Rokhaya allora era emigrata in Italia per continuare l’impegno a far studiare in Senegal la figlia Fatou. Qui era stata aiutata da Idy Diene, cugino del marito, che nel 2011 si era fatto carico del rientro nella sua terra della salma di Samb. Infine lo aveva sposato e così lo descrive “La mia vita insieme a Idy è stata bellissima: Idy era una brava persona, era gentile, il suo cuore era puro come quello di un diamante”.

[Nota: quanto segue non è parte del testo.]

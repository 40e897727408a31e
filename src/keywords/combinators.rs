//! Combinators: `allOf`, `anyOf`, `oneOf`, `not`.
//!
//! Each branch re-validates the same data at the same location. Data
//! mismatches inside a branch are counted, never surfaced as-is, except for
//! `allOf`. An invalid sub-schema always propagates.

use serde_json::Value;
use tracing::debug;

use super::{expect_schema, expect_schema_list, Context};
use crate::error::ValidateError;

/// Reports the first failing branch in list order.
pub(super) fn all_of(cx: &Context<'_>, value: &Value) -> Result<(), ValidateError> {
    for schema in expect_schema_list("allOf", value)? {
        cx.reapply(schema)?;
    }
    Ok(())
}

pub(super) fn any_of(cx: &Context<'_>, value: &Value) -> Result<(), ValidateError> {
    for schema in expect_schema_list("anyOf", value)? {
        if branch_matches(cx, schema)? {
            return Ok(());
        }
    }
    Err(cx.mismatch("anyOf", "data must match at least one schema, but matched none"))
}

/// Every branch is evaluated; only an exact count of one succeeds.
pub(super) fn one_of(cx: &Context<'_>, value: &Value) -> Result<(), ValidateError> {
    let mut matched = 0usize;
    for schema in expect_schema_list("oneOf", value)? {
        if branch_matches(cx, schema)? {
            matched += 1;
        }
    }

    debug!(breadcrumb = %cx.breadcrumb, matched, "oneOf evaluated");
    if matched != 1 {
        return Err(cx.mismatch(
            "oneOf",
            format!("data must match exactly one schema, but matched {}", matched),
        ));
    }
    Ok(())
}

pub(super) fn not(cx: &Context<'_>, value: &Value) -> Result<(), ValidateError> {
    if branch_matches(cx, expect_schema("not", value)?)? {
        return Err(cx.mismatch("not", "data must not match the schema"));
    }
    Ok(())
}

fn branch_matches(cx: &Context<'_>, schema: &Value) -> Result<bool, ValidateError> {
    match cx.reapply(schema) {
        Ok(()) => Ok(true),
        Err(ValidateError::Mismatch(_)) => Ok(false),
        Err(err) => Err(err),
    }
}
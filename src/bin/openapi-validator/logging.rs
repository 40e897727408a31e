//! Diagnostic logging for the CLI.
//!
//! Verdicts and JSON reports own stdout; tracing output always goes to
//! stderr so `--json` stays parseable at any log level.

use clap::ValueEnum;
use tracing::level_filters::LevelFilter;

#[derive(Copy, Clone, Debug, PartialEq, Eq, ValueEnum)]
pub enum LogFormat {
    Text,
    Json,
}

#[derive(Copy, Clone, Debug, PartialEq, Eq, ValueEnum)]
pub enum LogLevel {
    Off,
    Error,
    Warn,
    Info,
    Debug,
    Trace,
}

impl From<LogLevel> for LevelFilter {
    fn from(level: LogLevel) -> Self {
        match level {
            LogLevel::Off => LevelFilter::OFF,
            LogLevel::Error => LevelFilter::ERROR,
            LogLevel::Warn => LevelFilter::WARN,
            LogLevel::Info => LevelFilter::INFO,
            LogLevel::Debug => LevelFilter::DEBUG,
            LogLevel::Trace => LevelFilter::TRACE,
        }
    }
}

pub fn init_logging(format: LogFormat, level: LogLevel) {
    if level == LogLevel::Off {
        return;
    }

    // Per-node traces are only useful with the module that emitted them.
    let builder = tracing_subscriber::fmt()
        .with_writer(std::io::stderr)
        .with_max_level(LevelFilter::from(level))
        .with_ansi(false)
        .with_target(matches!(level, LogLevel::Debug | LogLevel::Trace));

    let _ = match format {
        LogFormat::Text => builder.try_init(),
        LogFormat::Json => builder.json().try_init(),
    };
}
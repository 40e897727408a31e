//! Keyword registry.
//!
//! Every supported schema keyword maps to one validator function. The
//! orchestrator walks [`REGISTRY`] in order and calls an entry only when the
//! keyword is present on the schema node, so the order of this table is the
//! evaluation order.

mod access;
mod array;
mod combinators;
mod enumeration;
mod format;
mod numeric;
mod object;
mod string;
mod typing;

use serde_json::{Map, Value};

use crate::breadcrumb::BreadCrumb;
use crate::error::{InvalidSchema, SchemaMismatch, ValidateError};
use crate::types::json_type_name;
use crate::validator::SchemaValidator;

/// Everything a keyword validator may look at.
pub(crate) struct Context<'a> {
    pub validator: &'a SchemaValidator<'a>,
    pub data: &'a Value,
    /// The whole schema node, for keywords that read their siblings.
    pub schema: &'a Map<String, Value>,
    pub breadcrumb: &'a BreadCrumb,
    /// References followed to reach this node without consuming data.
    pub refs: &'a [String],
}

impl Context<'_> {
    /// A keyword mismatch for the current value and location.
    pub fn mismatch(&self, keyword: &str, message: impl Into<String>) -> ValidateError {
        SchemaMismatch::keyword_mismatch(keyword, message, self.data, self.breadcrumb).into()
    }

    /// Validate the same data at the same location against another schema.
    pub fn reapply(&self, schema: &Value) -> Result<(), ValidateError> {
        self.validator
            .validate_node(self.data, schema, self.breadcrumb, self.refs)
    }
}

/// Validates `Context::data` against one keyword's value.
pub(crate) type KeywordFn = fn(&Context<'_>, &Value) -> Result<(), ValidateError>;

pub(crate) struct Keyword {
    pub name: &'static str,
    pub validate: KeywordFn,
    /// Still evaluated when `nullable: true` has accepted a null.
    pub on_null: bool,
}

impl Keyword {
    const fn new(name: &'static str, validate: KeywordFn) -> Self {
        Self {
            name,
            validate,
            on_null: false,
        }
    }

    const fn presence(name: &'static str, validate: KeywordFn) -> Self {
        Self {
            name,
            validate,
            on_null: true,
        }
    }
}

pub(crate) const REGISTRY: &[Keyword] = &[
    Keyword::new("type", typing::validate_type),
    Keyword::new("properties", object::properties),
    Keyword::new("required", object::required),
    Keyword::new("additionalProperties", object::additional_properties),
    Keyword::new("minProperties", object::min_properties),
    Keyword::new("maxProperties", object::max_properties),
    Keyword::new("items", array::items),
    Keyword::new("minItems", array::min_items),
    Keyword::new("maxItems", array::max_items),
    Keyword::new("uniqueItems", array::unique_items),
    Keyword::new("minLength", string::min_length),
    Keyword::new("maxLength", string::max_length),
    Keyword::new("pattern", string::pattern),
    Keyword::new("format", format::format),
    Keyword::new("minimum", numeric::minimum),
    Keyword::new("maximum", numeric::maximum),
    Keyword::new("exclusiveMinimum", numeric::exclusive_minimum),
    Keyword::new("exclusiveMaximum", numeric::exclusive_maximum),
    Keyword::new("multipleOf", numeric::multiple_of),
    Keyword::new("enum", enumeration::validate_enum),
    Keyword::presence("readOnly", access::read_only),
    Keyword::presence("writeOnly", access::write_only),
    Keyword::new("allOf", combinators::all_of),
    Keyword::new("anyOf", combinators::any_of),
    Keyword::new("oneOf", combinators::one_of),
    Keyword::new("not", combinators::not),
];

/// Names of all keywords the validator evaluates, in evaluation order.
pub fn supported_keywords() -> impl Iterator<Item = &'static str> {
    REGISTRY.iter().map(|keyword| keyword.name)
}

// --- Keyword value shape checks ---

/// A sub-schema: an object or a boolean.
pub(crate) fn expect_schema<'v>(keyword: &str, value: &'v Value) -> Result<&'v Value, InvalidSchema> {
    match value {
        Value::Object(_) | Value::Bool(_) => Ok(value),
        other => Err(InvalidSchema::new(
            keyword,
            format!("expected a schema, got {}", json_type_name(other)),
        )),
    }
}

/// A non-empty list of sub-schemas.
pub(crate) fn expect_schema_list<'v>(
    keyword: &str,
    value: &'v Value,
) -> Result<&'v [Value], InvalidSchema> {
    let Some(list) = value.as_array() else {
        return Err(InvalidSchema::new(
            keyword,
            format!("expected a list of schemas, got {}", json_type_name(value)),
        ));
    };
    if list.is_empty() {
        return Err(InvalidSchema::new(keyword, "expected at least one schema"));
    }
    for item in list {
        expect_schema(keyword, item)?;
    }
    Ok(list)
}

pub(crate) fn expect_non_negative(keyword: &str, value: &Value) -> Result<u64, InvalidSchema> {
    match value.as_u64() {
        Some(n) => Ok(n),
        None => match value.as_f64() {
            Some(f) if f >= 0.0 && f.fract() == 0.0 => Ok(f as u64),
            _ => Err(InvalidSchema::new(keyword, "expected a non-negative integer")),
        },
    }
}

pub(crate) fn expect_number(keyword: &str, value: &Value) -> Result<f64, InvalidSchema> {
    value
        .as_f64()
        .ok_or_else(|| InvalidSchema::new(keyword, format!("expected a number, got {}", json_type_name(value))))
}

pub(crate) fn expect_bool(keyword: &str, value: &Value) -> Result<bool, InvalidSchema> {
    value
        .as_bool()
        .ok_or_else(|| InvalidSchema::new(keyword, format!("expected a boolean, got {}", json_type_name(value))))
}
//! Core types shared by the validator, the keyword handlers and the finder.

use serde::{Deserialize, Serialize};
use serde_json::Value;

/// Returns the JSON type name for error messages.
pub fn json_type_name(value: &Value) -> &'static str {
    match value {
        Value::Null => "null",
        Value::Bool(_) => "boolean",
        Value::Number(n) if n.is_i64() || n.is_u64() => "integer",
        Value::Number(_) => "number",
        Value::String(_) => "string",
        Value::Array(_) => "array",
        Value::Object(_) => "object",
    }
}

/// Deep equality with JSON number semantics (`1` equals `1.0`).
pub fn json_equal(a: &Value, b: &Value) -> bool {
    match (a, b) {
        (Value::Number(x), Value::Number(y)) => match (x.as_f64(), y.as_f64()) {
            (Some(x), Some(y)) => x == y,
            _ => x == y,
        },
        (Value::Array(x), Value::Array(y)) => {
            x.len() == y.len() && x.iter().zip(y).all(|(x, y)| json_equal(x, y))
        }
        (Value::Object(x), Value::Object(y)) => {
            x.len() == y.len()
                && x
                    .iter()
                    .all(|(k, v)| y.get(k).is_some_and(|other| json_equal(v, other)))
        }
        _ => a == b,
    }
}

/// Direction of the data under validation.
///
/// Changes the meaning of `readOnly` (rejected in requests) and
/// `writeOnly` (rejected in responses).
#[derive(Debug, Clone, Copy, PartialEq, Eq, Hash, Serialize, Deserialize)]
#[serde(rename_all = "lowercase")]
pub enum Direction {
    Request,
    Response,
}

impl Direction {
    /// The schema keyword whose presence is forbidden in this direction.
    pub fn forbidden_keyword(&self) -> &'static str {
        match self {
            Direction::Request => "readOnly",
            Direction::Response => "writeOnly",
        }
    }

    /// Create direction from a request flag (true = Request, false = Response).
    pub fn from_request_flag(is_request: bool) -> Self {
        if is_request {
            Direction::Request
        } else {
            Direction::Response
        }
    }
}

/// A value of the `type` keyword.
#[derive(Debug, Clone, Copy, PartialEq, Eq, Hash)]
pub enum SchemaType {
    String,
    Number,
    Integer,
    Boolean,
    Array,
    Object,
    Null,
}

impl SchemaType {
    /// Parse a type name. Returns `None` for names outside the OpenAPI set.
    pub fn parse(s: &str) -> Option<Self> {
        match s {
            "string" => Some(SchemaType::String),
            "number" => Some(SchemaType::Number),
            "integer" => Some(SchemaType::Integer),
            "boolean" => Some(SchemaType::Boolean),
            "array" => Some(SchemaType::Array),
            "object" => Some(SchemaType::Object),
            "null" => Some(SchemaType::Null),
            _ => None,
        }
    }

    pub fn name(&self) -> &'static str {
        match self {
            SchemaType::String => "string",
            SchemaType::Number => "number",
            SchemaType::Integer => "integer",
            SchemaType::Boolean => "boolean",
            SchemaType::Array => "array",
            SchemaType::Object => "object",
            SchemaType::Null => "null",
        }
    }

    /// Whether `value` is an instance of this type.
    ///
    /// Integers are numbers without a fractional part, so `3.0` is an integer.
    pub fn matches(&self, value: &Value) -> bool {
        match (self, value) {
            (SchemaType::String, Value::String(_)) => true,
            (SchemaType::Number, Value::Number(_)) => true,
            (SchemaType::Integer, Value::Number(n)) => {
                n.is_i64() || n.is_u64() || n.as_f64().is_some_and(|f| f.fract() == 0.0)
            }
            (SchemaType::Boolean, Value::Bool(_)) => true,
            (SchemaType::Array, Value::Array(_)) => true,
            (SchemaType::Object, Value::Object(_)) => true,
            (SchemaType::Null, Value::Null) => true,
            _ => false,
        }
    }
}

/// Options for a validation run.
#[derive(Debug, Clone, Copy, PartialEq, Eq)]
pub struct ValidateOptions {
    /// Whether the data is a request or a response.
    pub direction: Direction,
    /// When false, the `format` keyword is treated as an annotation only.
    /// Defaults to true.
    pub formats: bool,
}

impl ValidateOptions {
    /// Create options for a direction with format checking enabled.
    pub fn new(direction: Direction) -> Self {
        Self {
            direction,
            formats: true,
        }
    }

    /// Enable or disable `format` checking.
    pub fn formats(mut self, formats: bool) -> Self {
        self.formats = formats;
        self
    }
}

#[cfg(test)]
mod tests {
    use super::*;
    use serde_json::json;

    #[test]
    fn direction_forbidden_keyword() {
        assert_eq!(Direction::Request.forbidden_keyword(), "readOnly");
        assert_eq!(Direction::Response.forbidden_keyword(), "writeOnly");
    }

    #[test]
    fn schema_type_parse() {
        assert_eq!(SchemaType::parse("string"), Some(SchemaType::String));
        assert_eq!(SchemaType::parse("null"), Some(SchemaType::Null));
        assert_eq!(SchemaType::parse("text"), None);
        assert_eq!(SchemaType::parse(""), None);
    }

    #[test]
    fn integer_accepts_whole_floats() {
        assert!(SchemaType::Integer.matches(&json!(3)));
        assert!(SchemaType::Integer.matches(&json!(3.0)));
        assert!(!SchemaType::Integer.matches(&json!(3.5)));
        assert!(!SchemaType::Integer.matches(&json!("3")));
    }

    #[test]
    fn number_accepts_integers() {
        assert!(SchemaType::Number.matches(&json!(1)));
        assert!(SchemaType::Number.matches(&json!(0.0)));
    }

    #[test]
    fn json_equal_compares_numbers_by_value() {
        assert!(json_equal(&json!(1), &json!(1.0)));
        assert!(json_equal(&json!({"a": [1, 2]}), &json!({"a": [1.0, 2]})));
        assert!(!json_equal(&json!([1, 2]), &json!([2, 1])));
        assert!(!json_equal(&json!({"a": 1}), &json!({"a": 1, "b": 2})));
    }

    #[test]
    fn validate_options_default_formats_on() {
        let opts = ValidateOptions::new(Direction::Request);
        assert!(opts.formats);
        assert!(!opts.formats(false).formats);
    }
}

Con la salma di Idy che deve tornare in Senegal se ne vuole andare anche Rokhaya per ricongiungersi alla figlia. Per garantirle gli studi subiva il pregiudizio e tollerava il disprezzo.-“A volte salgo sull’autobus e mi siedo. E subito quello che è accanto a me si alza perché io sono nera”. Ora ha paura. E’ cittadina italiana ma il colore della sua pelle si è fatto per lei condanna irrimediabile nel paese che pretende di essere suo.
Gli insulti che Rokhaya subiva hanno un fattore di crescita anche nella pratica del bullismo che crea spesso azioni collettive contro persone deboli che possono essere perseguitate senza che ne ricada un danno sui persecutori. Era una pratica che ai tempi del servizio militare obbligatorio assumeva nelle caserme le caratteristiche di un feroce rito iniziatico, un rito che si ripeteva grossolano e anche spietato nelle università per le matricole. Si è poi sviluppato come bullismo contro i gay, i disabili, gli stranieri.
Proprio in quei primi giorni di marzo, quando veniva assassinato Idy Diene, si consumava l’agonia di Mariam Moustafa, italiana di origine egiziana, una ragazza di 18 anni nata e vissuta in Italia.
Da qualche tempo la famiglia si era trasferita in Inghilterra sperando di trovarvi migliori opportunità di vita. Mariam era iscritta al Nottingham College dove studiava ingegneria.
Picchiata ferocemente il 20 febbraio da un gruppo di ‘bulle’, sembra non avesse neppure ricevuto cure appropriate nell’ospedale dove era stata ricoverata e il 14 marzo cessava di vivere.
Raccontando questa vicenda il linguaggio giornalistico testimonia l’uso di un femminile che è difficile trovare nei dizionari. Di fatto però al bullo si unisce la bulla non solo in Inghilterra.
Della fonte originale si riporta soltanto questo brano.